GIVEN DATA Start Marker
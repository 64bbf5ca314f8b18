pub mod a001_employee;
pub mod a002_supplier;
pub mod a003_inventory_item;
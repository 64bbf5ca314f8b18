pub mod envelope;
pub mod mailto;
pub mod report;
pub mod search;
pub mod validation;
GIVEN DATA End Marker
Repeat the material above in full. Change no word.

## SOLVED EXERCISE
repository 64bbf5ca314f8b18
pub mod a001_employee;
pub mod a002_supplier;
pub mod a003_inventory_item;
repository 64bbf5ca314f8b18
pub mod envelope;
pub mod mailto;
pub mod report;
pub mod search;
pub mod validation;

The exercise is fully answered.